Avec de tels élémens, la fausseté de l’esprit, l’absence de tout frein moral, le besoin, l’ambition, vous saurez comprendre quelle était cette jeunesse à qui Tibère sut donner de l’emploi selon son cœur.

Le caractère de cet homme n’est pas facile à comprendre. Il me semble que Tacite le fait trop habile. Le secret de sa vie, comme de celle de tous les tyrans, c’est, je crois, la peur. Malgré la profonde habileté qu’on lui suppose, nous le voyons toujours hésitant, craintif, se méfiant de tout et de tout le monde ; ne se décidant à rien, ni à interroger un prisonnier, ni à donner audience à un ambassadeur ; revenant sur ce qu’il a fait, faisant défense de sortir de Rome à l’homme auquel il vient de donner une charge dans les provinces.

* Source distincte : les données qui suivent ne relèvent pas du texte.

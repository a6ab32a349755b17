use super::octant::Octant;
use crate::digital::floor_div;
use crate::geometry::{Point, Vector};
use serde::Serialize;

/// Position of a pixel in scanner coordinates.
#[derive(Clone, Copy, Debug, PartialEq, Eq, Serialize)]
pub struct ScanPosition {
    /// Scan line index: 0 for the central line, positive on the right.
    pub line: i64,
    /// Signed index along the line, counted from the line origin.
    pub offset: i64,
}

/// Inclusive-exclusive image rectangle `[xmin, xmax) × [ymin, ymax)`.
#[derive(Clone, Copy, Debug, PartialEq, Eq)]
pub(crate) struct ScanBounds {
    pub xmin: i32,
    pub ymin: i32,
    pub xmax: i32,
    pub ymax: i32,
}

impl ScanBounds {
    #[inline]
    fn contains(&self, p: Point) -> bool {
        p.x >= self.xmin && p.x < self.xmax && p.y >= self.ymin && p.y < self.ymax
    }
}

/// Incremental generator of parallel scan lines inside a strip.
///
/// Scan lines are translates of one digital template line, one minor-axis
/// unit apart, so that together they tile the plane. Each returned scan is
/// the run of pixels of its line lying in the strip `c1 <= a*x + b*y <= c2`
/// and in the image. Left and right cursors move away from the central line
/// independently; an empty scan means the strip left the image on that side.
///
/// Adaptive scanners can be re-centred on a new strip with
/// [`bind_to`](Self::bind_to) while keeping their scan lines.
#[derive(Clone, Debug)]
pub struct DirectionalScanner {
    octant: Octant,
    template: Vector,
    template_nu: i64,
    a: i64,
    b: i64,
    c1: i64,
    c2: i64,
    /// `cum[i]` is the number of minor moves in the first `i` pattern steps.
    cum: Vec<i64>,
    origin: Point,
    bounds: ScanBounds,
    left: i64,
    right: i64,
    adaptive: bool,
}

impl DirectionalScanner {
    /// `dir` must be normalised and non null; `pattern` has one entry per
    /// major step of `dir` (all `false` for axis-parallel scans).
    pub(crate) fn new(
        dir: Vector,
        pattern: &[bool],
        origin: Point,
        c1: i64,
        c2: i64,
        bounds: ScanBounds,
        adaptive: bool,
    ) -> Self {
        let mut cum = Vec::with_capacity(pattern.len() + 1);
        let mut acc = 0i64;
        cum.push(0);
        for &step in pattern {
            if step {
                acc += 1;
            }
            cum.push(acc);
        }
        if cum.len() == 1 {
            cum.push(0);
        }
        Self {
            octant: Octant::of(dir.x, dir.y),
            template: dir,
            template_nu: c2 - c1,
            a: dir.x as i64,
            b: dir.y as i64,
            c1,
            c2,
            cum,
            origin,
            bounds,
            left: 0,
            right: 0,
            adaptive,
        }
    }

    #[inline]
    pub fn octant(&self) -> Octant {
        self.octant
    }

    /// Template scan direction.
    #[inline]
    pub fn direction(&self) -> Vector {
        self.template
    }

    #[inline]
    pub fn is_adaptive(&self) -> bool {
        self.adaptive
    }

    /// Current strip `(a, b, c1, c2)`.
    pub fn strip(&self) -> (i64, i64, i64, i64) {
        (self.a, self.b, self.c1, self.c2)
    }

    fn period(&self) -> i64 {
        (self.cum.len() - 1) as i64
    }

    fn minor_at(&self, t: i64) -> i64 {
        let l = self.period();
        let m = self.cum[l as usize];
        t.div_euclid(l) * m + self.cum[t.rem_euclid(l) as usize]
    }

    fn pixel(&self, line: i64, t: i64) -> Point {
        let (maj, min, right) = (self.octant.major(), self.octant.minor(), self.octant.right());
        let s = self.minor_at(t);
        let x = self.origin.x as i64 + right.x as i64 * line + maj.x as i64 * t + min.x as i64 * s;
        let y = self.origin.y as i64 + right.y as i64 * line + maj.y as i64 * t + min.y as i64 * s;
        Point::new(x as i32, y as i32)
    }

    /// Strip coordinate of the pixel at `t` on scan line `line`.
    pub(crate) fn value_at(&self, line: i64, t: i64) -> i64 {
        self.value(self.pixel(line, t))
    }

    #[inline]
    fn value(&self, p: Point) -> i64 {
        self.a * p.x as i64 + self.b * p.y as i64
    }

    fn scan_line(&self, line: i64) -> Vec<Point> {
        let l = self.period();
        let (maj, min) = (self.octant.major(), self.octant.minor());
        let m = self.cum[l as usize];
        let gain = self.a * (maj.x as i64 * l + min.x as i64 * m)
            + self.b * (maj.y as i64 * l + min.y as i64 * m);
        if gain <= 0 {
            return Vec::new();
        }
        let v0 = self.value(self.pixel(line, 0));
        let mut t = floor_div((self.c1 - v0) * l, gain);
        let guard = 2 * l + 8;
        let mut n = 0;
        while n < guard && self.value(self.pixel(line, t)) >= self.c1 {
            t -= 1;
            n += 1;
        }
        n = 0;
        while n < guard && self.value(self.pixel(line, t)) < self.c1 {
            t += 1;
            n += 1;
        }
        let mut scan = Vec::new();
        loop {
            let p = self.pixel(line, t);
            if self.value(p) > self.c2 {
                break;
            }
            if self.bounds.contains(p) {
                scan.push(p);
            } else if !scan.is_empty() {
                break;
            }
            t += 1;
        }
        scan
    }

    /// Pixels of the central scan line.
    pub fn first(&self) -> Vec<Point> {
        self.scan_line(0)
    }

    /// Advances the left cursor by one line and returns its pixels.
    pub fn next_on_left(&mut self) -> Vec<Point> {
        self.left -= 1;
        self.scan_line(self.left)
    }

    /// Advances the right cursor by one line and returns its pixels.
    pub fn next_on_right(&mut self) -> Vec<Point> {
        self.right += 1;
        self.scan_line(self.right)
    }

    /// Re-centres an adaptive scanner on the line `a*x + b*y = c`.
    ///
    /// The strip width is rescaled by the ratio between the L1 norms or the
    /// L∞ norms of the new and template normals, whichever grows the most.
    /// Ignored on static scanners and for a line parallel to the scans.
    pub fn bind_to(&mut self, a: i32, b: i32, c: i32) {
        if !self.adaptive {
            return;
        }
        let (mut a, mut b, mut c) = (a as i64, b as i64, c as i64);
        let dot = a * self.template.x as i64 + b * self.template.y as i64;
        if dot == 0 {
            return;
        }
        if dot < 0 {
            a = -a;
            b = -b;
            c = -c;
        }
        let (ta, tb) = ((self.template.x as i64).abs(), (self.template.y as i64).abs());
        let (old_n1, old_ninf) = (ta + tb, ta.max(tb));
        let (na, nb) = (a.abs(), b.abs());
        let (new_n1, new_ninf) = (na + nb, na.max(nb));
        let nu = if new_n1 * old_ninf > old_n1 * new_ninf {
            self.template_nu * new_n1 / old_n1
        } else {
            self.template_nu * new_ninf / old_ninf
        };
        self.a = a;
        self.b = b;
        self.c1 = c - nu / 2;
        self.c2 = c + nu / 2;
    }

    /// Scanner coordinates of `p`.
    pub fn locate(&self, p: Point) -> ScanPosition {
        let (maj, min, right) = (self.octant.major(), self.octant.minor(), self.octant.right());
        if self.octant.is_x_major() {
            let t = (p.x - self.origin.x) as i64 * maj.x as i64;
            let y0 = self.origin.y as i64 + min.y as i64 * self.minor_at(t);
            ScanPosition {
                line: (p.y as i64 - y0) * right.y as i64,
                offset: t,
            }
        } else {
            let t = (p.y - self.origin.y) as i64 * maj.y as i64;
            let x0 = self.origin.x as i64 + min.x as i64 * self.minor_at(t);
            ScanPosition {
                line: (p.x as i64 - x0) * right.x as i64,
                offset: t,
            }
        }
    }
}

Le temps de sa jeunesse, il le passe à se faire petit pour ne pas inspirer de crainte ; il s’imagine offusquer les neveux d’Auguste, il se décide à quitter Rome ; on s’oppose à son départ, il reste trois jours sans manger ; de pitié on le laisse partir, il n’embrasse ni femme, ni enfans, ne dit point adieu à ses amis ; mais en route (voyez ce mélange d’ambition et de peur !) il apprend qu’Auguste est malade, et il s’arrête ; Auguste rétabli, il continue sa route ; il va à Rhodes, s’y fait tellement méprisable, qu’après avoir voulu l’empêcher de partir, l’empereur finit par le condamner à y rester ; il y vit avec les Grecs, ne porte plus la toge, ne monte plus à cheval, abandonne l’exercice des armes, ne voit aucun des voyageurs qui demandent à le visiter, se tient au centre de l’île pour les éviter plus sûrement, supplie enfin Auguste de mettre un gardien auprès de lui pour surveiller ses actions et assurer qu’il ne conspire pas.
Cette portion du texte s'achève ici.